Overview of LongProc

LongProc presents a diverse set of six tasks: HTML to TSV, Pseudocode to Code, Path Traversal, Theory-of-Mind (ToM) Tracking, Countdown, and Travel Planning. These tasks are characterized by their need for procedural execution, where models must follow deterministic steps and generate structured outputs to perform the evaluations reliably through rule-based metrics. The nature of these tasks varies widely:

HTML to TSV involves extracting structured data from HTML pages.
Pseudocode to Code requires translating pseudocode into functional C++ code.
Path Traversal and ToM Tracking involve tracing paths or tracking beliefs in dynamic environments.
Countdown and Travel Planning simulate exhaustive search challenges, demanding models to explore multiple possible actions at each decision point.

Each task is tested across three difficulty levels, spanning outputs of 0.5K, 2K, and 8K tokens, to gauge the robustness of LCLMs under increasing complexity.

Empirical Findings and Analysis

The evaluation of 17 LCLMs, including both proprietary and open-weight models, reveals significant discrepancies in performance. While leading models like GPT-4o and Gemini-1.5-Pro demonstrate near-complete mastery on 0.5K tasks, their effectiveness wanes substantially at the 8K level. Notably, while all tested models assert context windows over 32K tokens, many falter markedly as task complexity surges, indicating difficulties in maintaining coherence over extensive sequences.

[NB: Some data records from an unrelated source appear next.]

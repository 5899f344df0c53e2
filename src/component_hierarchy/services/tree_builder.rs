use crate::component_hierarchy::domain::{Component, ComponentId, TreeNode};
use std::collections::HashMap;

/// Result of a forest build, with counts of the recoveries that were applied.
#[derive(Debug, Clone, Default, PartialEq)]
pub struct BuildReport {
    pub forest: Vec<TreeNode>,
    /// Mounted records whose parent is missing from the mounted set (or is themselves)
    pub orphans_promoted: usize,
    /// Records promoted to roots because their ancestry loops back on itself
    pub cycles_broken: usize,
}

/// TreeBuilder service reconstructing the installed-equipment hierarchy
/// from a flat record list.
///
/// Works on an arena of mounted records indexed by id; the parent-to-children
/// relation is resolved once into index lists and the owned `TreeNode`
/// forest is materialised from those lists.
pub struct TreeBuilder;

impl TreeBuilder {
    /// Builds the forest of mounted components.
    ///
    /// Roots and children keep the order of `components`. Every mounted
    /// record appears exactly once; unmounted records never appear.
    pub fn build(components: &[Component]) -> Vec<TreeNode> {
        Self::build_with_report(components).forest
    }

    /// Builds the forest and reports how many records had to be promoted.
    pub fn build_with_report(components: &[Component]) -> BuildReport {
        let mounted: Vec<&Component> = components.iter().filter(|c| c.is_mounted).collect();

        // Later duplicates win, ids are expected to be unique per vessel
        let index: HashMap<ComponentId, usize> = mounted
            .iter()
            .enumerate()
            .map(|(position, component)| (component.id, position))
            .collect();

        let mut children: Vec<Vec<usize>> = vec![Vec::new(); mounted.len()];
        let mut roots = Vec::new();
        let mut orphans_promoted = 0;

        for (position, component) in mounted.iter().enumerate() {
            if component.is_root_declared() {
                roots.push(position);
                continue;
            }
            match index.get(&component.parent_component_id) {
                Some(&parent) if parent != position => children[parent].push(position),
                _ => {
                    orphans_promoted += 1;
                    roots.push(position);
                }
            }
        }

        let mut visited = vec![false; mounted.len()];
        let mut forest = Vec::with_capacity(roots.len());
        for root in roots {
            forest.push(Self::materialize(root, &mounted, &children, &mut visited));
        }

        // Whatever is still unvisited hangs off a parent cycle.
        let mut cycles_broken = 0;
        for position in 0..mounted.len() {
            if !visited[position] {
                cycles_broken += 1;
                forest.push(Self::materialize(position, &mounted, &children, &mut visited));
            }
        }

        BuildReport {
            forest,
            orphans_promoted,
            cycles_broken,
        }
    }

    /// Creates the owned subtree rooted at `root`.
    ///
    /// A child that was already emitted is skipped, which stops the descent
    /// at the point where a cycle closes. Nodes are marked visited in
    /// pre-order and assembled post-order on an explicit stack.
    fn materialize(
        root: usize,
        mounted: &[&Component],
        children: &[Vec<usize>],
        visited: &mut [bool],
    ) -> TreeNode {
        visited[root] = true;
        let mut root_frame = Frame::new(root);
        let mut stack: Vec<Frame> = Vec::new();

        loop {
            let frame = stack.last_mut().unwrap_or(&mut root_frame);
            let pending = &children[frame.position];
            while frame.next_child < pending.len() && visited[pending[frame.next_child]] {
                frame.next_child += 1;
            }

            if let Some(&child) = pending.get(frame.next_child) {
                frame.next_child += 1;
                visited[child] = true;
                stack.push(Frame::new(child));
                continue;
            }

            match stack.pop() {
                Some(done) => {
                    let node = done.into_node(mounted);
                    stack
                        .last_mut()
                        .unwrap_or(&mut root_frame)
                        .children
                        .push(node);
                }
                None => return root_frame.into_node(mounted),
            }
        }
    }
}

/// A node under construction: its arena position, the next child index to
/// descend into and the subtrees finished so far.
struct Frame {
    position: usize,
    next_child: usize,
    children: Vec<TreeNode>,
}

impl Frame {
    fn new(position: usize) -> Self {
        Self {
            position,
            next_child: 0,
            children: Vec::new(),
        }
    }

    fn into_node(self, mounted: &[&Component]) -> TreeNode {
        TreeNode::with_children(mounted[self.position].clone(), self.children)
    }
}

#[cfg(test)]
mod tests {
    use super::*;
    use crate::component_hierarchy::domain::forest_size;

    fn component(id: ComponentId, parent: ComponentId, mounted: bool, name: &str) -> Component {
        Component {
            id,
            parent_component_id: parent,
            is_mounted: mounted,
            name: name.to_string(),
            ..Default::default()
        }
    }

    fn ids(forest: &[TreeNode]) -> Vec<ComponentId> {
        forest.iter().map(TreeNode::id).collect()
    }

    #[test]
    fn test_build_worked_example() {
        let components = vec![
            component(1, 0, true, "Engine"),
            component(2, 1, true, "Piston"),
            component(3, 1, false, "SpareValve"),
        ];

        let forest = TreeBuilder::build(&components);

        assert_eq!(forest.len(), 1);
        assert_eq!(forest[0].component.name, "Engine");
        assert_eq!(forest[0].children.len(), 1);
        assert_eq!(forest[0].children[0].component.name, "Piston");
        assert!(forest[0].children[0].children.is_empty());
    }

    #[test]
    fn test_build_orphan_promotion() {
        let components = vec![component(1, 0, true, "A"), component(2, 99, true, "B")];

        let report = TreeBuilder::build_with_report(&components);

        assert_eq!(ids(&report.forest), vec![1, 2]);
        assert_eq!(report.orphans_promoted, 1);
        assert_eq!(report.cycles_broken, 0);
    }

    #[test]
    fn test_build_parent_unmounted_promotes_child() {
        let components = vec![component(1, 0, false, "Crate"), component(2, 1, true, "Pump")];

        let forest = TreeBuilder::build(&components);

        assert_eq!(ids(&forest), vec![2]);
    }

    #[test]
    fn test_build_preserves_input_order() {
        let components = vec![
            component(5, 0, true, "R1"),
            component(3, 5, true, "c-b"),
            component(9, 0, true, "R2"),
            component(1, 5, true, "c-a"),
            component(2, 9, true, "c-c"),
        ];

        let forest = TreeBuilder::build(&components);

        assert_eq!(ids(&forest), vec![5, 9]);
        assert_eq!(ids(&forest[0].children), vec![3, 1]);
        assert_eq!(ids(&forest[1].children), vec![2]);
    }

    #[test]
    fn test_build_child_listed_before_parent() {
        let components = vec![
            component(3, 2, true, "Grandchild"),
            component(2, 1, true, "Child"),
            component(1, 0, true, "Root"),
        ];

        let forest = TreeBuilder::build(&components);

        assert_eq!(ids(&forest), vec![1]);
        assert_eq!(ids(&forest[0].children), vec![2]);
        assert_eq!(ids(&forest[0].children[0].children), vec![3]);
    }

    #[test]
    fn test_build_two_node_cycle_emits_each_once() {
        let components = vec![component(1, 2, true, "A"), component(2, 1, true, "B")];

        let report = TreeBuilder::build_with_report(&components);

        assert_eq!(forest_size(&report.forest), 2);
        assert_eq!(ids(&report.forest), vec![1]);
        assert_eq!(ids(&report.forest[0].children), vec![2]);
        assert_eq!(report.cycles_broken, 1);
    }

    #[test]
    fn test_build_self_parent_is_orphan() {
        let components = vec![component(4, 4, true, "Loop")];

        let report = TreeBuilder::build_with_report(&components);

        assert_eq!(ids(&report.forest), vec![4]);
        assert_eq!(report.orphans_promoted, 1);
    }

    #[test]
    fn test_build_cycle_below_a_valid_root_branch() {
        // 10 is a proper root; 20 -> 30 -> 20 is a detached loop
        let components = vec![
            component(10, 0, true, "Root"),
            component(20, 30, true, "X"),
            component(30, 20, true, "Y"),
            component(40, 10, true, "Child"),
        ];

        let forest = TreeBuilder::build(&components);

        assert_eq!(forest_size(&forest), 4);
        assert_eq!(ids(&forest), vec![10, 20]);
        assert_eq!(ids(&forest[0].children), vec![40]);
        assert_eq!(ids(&forest[1].children), vec![30]);
    }

    #[test]
    fn test_build_node_count_matches_mounted_count() {
        let components: Vec<Component> = (1..=50)
            .map(|id| component(id, id / 3, id % 4 != 0, "node"))
            .collect();
        let mounted = components.iter().filter(|c| c.is_mounted).count();

        let forest = TreeBuilder::build(&components);

        assert_eq!(forest_size(&forest), mounted);
    }

    #[test]
    fn test_build_duplicate_ids_keep_every_record() {
        let components = vec![
            component(1, 0, true, "First"),
            component(1, 0, true, "Second"),
            component(2, 1, true, "Child"),
        ];

        let forest = TreeBuilder::build(&components);

        assert_eq!(forest_size(&forest), 3);
        assert!(forest[0].children.is_empty());
        assert_eq!(forest[1].component.name, "Second");
        assert_eq!(ids(&forest[1].children), vec![2]);
    }

    #[test]
    fn test_build_deep_parent_chain() {
        let depth: ComponentId = 20_000;
        let components: Vec<Component> = (1..=depth)
            .map(|id| component(id, id - 1, true, "link"))
            .collect();

        let report = TreeBuilder::build_with_report(&components);

        assert_eq!(ids(&report.forest), vec![1]);
        assert_eq!(forest_size(&report.forest), depth as usize);
        assert_eq!(report.orphans_promoted, 0);
        let mut expected = 1;
        report.forest[0].visit(&mut |node| {
            assert_eq!(node.id(), expected);
            assert!(node.children.len() <= 1);
            expected += 1;
        });
    }

    #[test]
    fn test_build_deep_cycle_is_broken_once() {
        // 1 -> 2 -> ... -> n -> 1 with no declared root
        let depth: ComponentId = 20_000;
        let mut components: Vec<Component> = (2..=depth)
            .map(|id| component(id, id - 1, true, "link"))
            .collect();
        components.insert(0, component(1, depth, true, "head"));

        let report = TreeBuilder::build_with_report(&components);

        assert_eq!(report.cycles_broken, 1);
        assert_eq!(ids(&report.forest), vec![1]);
        assert_eq!(forest_size(&report.forest), depth as usize);
    }

    #[test]
    fn test_build_empty() {
        assert!(TreeBuilder::build(&[]).is_empty());
    }
}
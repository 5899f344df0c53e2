use crate::component_hierarchy::domain::Component;

/// Milliseconds in one hour.
pub const MILLIS_PER_HOUR: i64 = 3_600_000;

/// RunningHoursCalculator service deriving running hours from the last
/// condition-check timestamp.
///
/// Never fails: a future or malformed timestamp yields `0` hours.
pub struct RunningHoursCalculator;

impl RunningHoursCalculator {
    /// Whole hours elapsed between `last_condition_date_ms` and `now_ms`.
    pub fn hours(last_condition_date_ms: i64, now_ms: i64) -> u64 {
        let elapsed = now_ms.saturating_sub(last_condition_date_ms);
        if elapsed <= 0 {
            return 0;
        }
        (elapsed / MILLIS_PER_HOUR) as u64
    }

    /// Same as `hours`, starting from the raw stored value.
    ///
    /// Absent, blank or unparsable input yields `0`.
    pub fn hours_from_raw(raw: Option<&str>, now_ms: i64) -> u64 {
        raw.and_then(|value| value.trim().parse::<i64>().ok())
            .map(|timestamp| Self::hours(timestamp, now_ms))
            .unwrap_or(0)
    }

    /// Writes `running_hours` on every record.
    pub fn annotate(components: &mut [Component], now_ms: i64) {
        for component in components.iter_mut() {
            component.running_hours =
                Self::hours_from_raw(component.last_condition_date.as_deref(), now_ms);
        }
    }
}
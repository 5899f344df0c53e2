use std::fmt;
use std::path::PathBuf;
use thiserror::Error;

/// Exit codes for the CLI application.
///
/// These codes let scripts distinguish a failed fetch from a bad invocation.
#[derive(Debug, Clone, Copy, PartialEq, Eq)]
#[repr(i32)]
pub enum ExitCode {
    /// Success - the component report was produced
    Success = 0,
    /// Invalid command-line arguments (clap parsing errors)
    InvalidArguments = 2,
    /// Application error (configuration, file I/O, formatting, etc.)
    ApplicationError = 3,
    /// The component list for the requested vessel could not be fetched
    FetchFailed = 4,
}

impl ExitCode {
    /// Convert to i32 for use with std::process::exit
    pub fn as_i32(self) -> i32 {
        self as i32
    }
}

impl fmt::Display for ExitCode {
    fn fmt(&self, f: &mut fmt::Formatter<'_>) -> fmt::Result {
        match self {
            ExitCode::Success => write!(f, "Success (0)"),
            ExitCode::InvalidArguments => write!(f, "Invalid Arguments (2)"),
            ExitCode::ApplicationError => write!(f, "Application Error (3)"),
            ExitCode::FetchFailed => write!(f, "Fetch Failed (4)"),
        }
    }
}

/// Application-specific errors for the component hierarchy engine.
///
/// Only `FetchFailure` ever reaches a session; the remaining variants come
/// from the adapters and the CLI.
#[derive(Debug, Error)]
pub enum FleetError {
    #[error("Failed to fetch components for vessel '{vessel_id}'\nDetails: {details}\n\n💡 Hint: Check your network connection and retry")]
    FetchFailure { vessel_id: String, details: String },

    #[error("Component snapshot not found: {path}\n\n💡 Hint: {suggestion}")]
    SnapshotNotFound { path: PathBuf, suggestion: String },

    #[error("Failed to parse component snapshot: {path}\nDetails: {details}\n\n💡 Hint: The snapshot must be a JSON array of component records")]
    SnapshotParseError { path: PathBuf, details: String },

    #[error("Failed to read file: {path}\nDetails: {details}\n\n💡 Hint: Please verify that the file exists and you have read permissions")]
    FileReadError { path: PathBuf, details: String },

    #[error("Failed to write to file: {path}\nDetails: {details}\n\n💡 Hint: Please verify that the directory exists and you have write permissions")]
    FileWriteError { path: PathBuf, details: String },

    #[error("Invalid configuration: {path}\nReason: {reason}\n\n💡 Hint: Fix the value in the config file or override it on the command line")]
    InvalidConfig { path: PathBuf, reason: String },

    /// Rejected user input such as a missing or unsafe vessel id
    #[error("Validation error: {message}")]
    Validation { message: String },

    #[error("Security violation: {path}\nReason: {reason}\n\n💡 Hint: {hint}")]
    SecurityError {
        path: PathBuf,
        reason: String,
        hint: String,
    },
}

impl FleetError {
    /// Maps an error to the exit code the CLI should report for it
    pub fn exit_code(&self) -> ExitCode {
        match self {
            FleetError::FetchFailure { .. } => ExitCode::FetchFailed,
            FleetError::Validation { .. } => ExitCode::InvalidArguments,
            _ => ExitCode::ApplicationError,
        }
    }
}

This performance degradation is particularly stark in tasks necessitating more nuanced deductive reasoning or stateful search execution, such as ToM Tracking and Travel Planning. Evidently, the models experience amplified per-entry error rates with extended sequences, pointing to inherent challenges in sustaining procedural fidelity over longer contexts. This analysis underscores the dire need for methodological enhancements in both model training and architectural strategies to support effectively longer procedural generations.

Implications and Future Directions

LongProc establishes a fresh benchmark standard, emphasizing procedural execution over conventional recall tasks, thus aligning closer to real-world applications and end-user requirements. The findings from LongProc expose the limitations of current LCLM strategies and highlight how existing models grapple with information integration and reasoning across extensive text spans.

Future progress in this area could focus on refining model architectures and training methodologies explicitly to handle complex procedural tasks. Specifically, improvements in attention mechanisms, state tracking capabilities, and memory integration could foster advancements in LCLM capabilities for compounded problem-solving contexts.

In summary, LongProc offers an insightful evaluation paradigm for LCLMs, asserting the value of procedural generation tests over traditional recall-focused assessments and suggesting substantial research opportunities in enhancing long-context understanding and generation capabilities in LLMs.